Ему казалось, что он проходил так очень долго и, наконец, остановился. Остановился он опять у стола, взяв письмо, близко поднес его к лицу и стал рассматривать печать. Слом был непоправим. Ни закрепить, ни соединить разломившийся сургуч нельзя было. Но Косой заинтересовался не этим. Письмо было запечатано не именной печатью правительницы, но перстневой, с изображением государственного двуглавого орла.

II

Князь Иван долго, пристально всматривался в оттиснутый на сургуче сломанной печати рисунок. Потом он вдруг, как бы спохватившись, кинул письмо на стол, расстегнул обеими руками камзол, достал свою шейную цепочку с крестом, на которой у него тоже висело полученное от великой княжны кольцо, и начал разглядывать его.

Через несколько времени Косой вздохнул свободно. Когда он стал разглядывать сломанную печать, вдруг вспомнил, что где-то видел точь-в-точь такого орла, хотя никогда не держал в руках печати правительницы. Он стал припоминать и почти наудачу, с замиранием сердца достал кольцо великой княжны. На этом кольце был действительно вырезан орел, такой же, какой был на печати.

Князь Иван был спасен. Ему оставалось только вновь запечатать письмо, и никто не мог бы догадаться, что печать на нем когда-нибудь была сломана.

Не было ничего удивительного, что у великой княжны на кольце был вырезан государственный орел. Она имела на это полное право, но непостижимым казалось князю Ивану стечение обстоятельств, сплетшихся вокруг него.

Нужно же было этому кольцу попасть именно в его руки и сравнительно так незадолго пред тем, как оно ему должно было понадобиться по такому странному поводу, и спасти его от смертельной или почти смертельной опасности! В те минуты, которые переживал теперь князь Иван, ему казалось это чудесным проявлением Промысла. Но причина была бы слишком ничтожна, если бы кольцо пришло в его руки лишь для того, чтобы исправить сделанную Антипкой оплошность и тем вывести из неприятного положения князя Ивана. Косой чувствовал, что он тут – простое орудие судьбы, маленькое звено в большой цепи и что не должен он действовать по своей воле и по своему разуму, а подчиниться воле высшей, чудесно сложившей обстоятельства.

Он держал в руках распечатанное письмо правительницы, письмо, которое он имел полную возможность прочесть, а затем и передать, если это нужно было, великой княжне то, что касалось ее.

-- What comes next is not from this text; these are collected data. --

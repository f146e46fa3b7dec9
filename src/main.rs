use aws_config::BehaviorVersion;
use infra_metrics_pipeline::config::FunctionMode;
use infra_metrics_pipeline::{collector, processor, AwsClients, Services};
use lambda_runtime::{run, service_fn, Error, LambdaEvent};
use serde_json::Value;
use tracing::info;

#[tokio::main]
async fn main() -> Result<(), Error> {
    infra_metrics_pipeline::set_up_logging();

    info!(
        "Initializing {} version {}",
        env!("CARGO_PKG_NAME"),
        env!("CARGO_PKG_VERSION")
    );

    let aws_config = aws_config::load_defaults(BehaviorVersion::latest()).await;
    let clients = AwsClients::new(&aws_config);
    let mode = FunctionMode::load_from_env()?;
    info!("Running as {}", mode);

    match mode {
        FunctionMode::Collector => {
            let config = collector::config::Config::load_from_env()?;
            let services = Services::new(&clients, &config.table_name, config.dlq_url.as_deref());

            run(service_fn(|request: LambdaEvent<Value>| {
                collector::handler(&services, &config, request)
            }))
            .await
        }
        FunctionMode::Processor => {
            let config = processor::config::Config::load_from_env()?;
            let services = Services::new(&clients, &config.table_name, config.dlq_url.as_deref());

            run(service_fn(|request: LambdaEvent<Value>| {
                processor::handler(&services, &config, request)
            }))
            .await
        }
    }
}
use std::env;
use std::string::String;

use crate::config::{region_from_env, ttl_days_from_env};
use crate::table::RetryPolicy;

pub struct Config {
    pub table_name: String,
    pub region: String,
    pub default_environment: String,
    pub ttl_days: i64,
    pub retry: RetryPolicy,
    pub dlq_url: Option<String>,
    pub namespace: String,
}

impl Config {
    pub fn load_from_env() -> Result<Config, String> {
        let conf = Config {
            table_name: env::var("DYNAMODB_TABLE").unwrap_or("InfraMetrics".to_string()),
            region: region_from_env(),
            default_environment: env::var("DEFAULT_ENVIRONMENT")
                .unwrap_or("unknown".to_string()),
            ttl_days: ttl_days_from_env()?,
            retry: RetryPolicy::load_from_env()?,
            dlq_url: env::var("DLQ_URL").ok().filter(|s| !s.trim().is_empty()),
            namespace: env::var("CLOUDWATCH_NAMESPACE")
                .unwrap_or("InfraMonitoring/Pipeline".to_string()),
        };

        Ok(conf)
    }
}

О ней должна была идти речь в этих письмах, конечно, только о ней.

Не раздумывая долго, Косой подошел к двери, запер ее на ключ и, вернувшись к столу, смело развернул письмо.

Из него выпала другая, вложенная в него записка.

Письмо было на французском языке, с помарками, сделанными, видимо, постороннею рукой.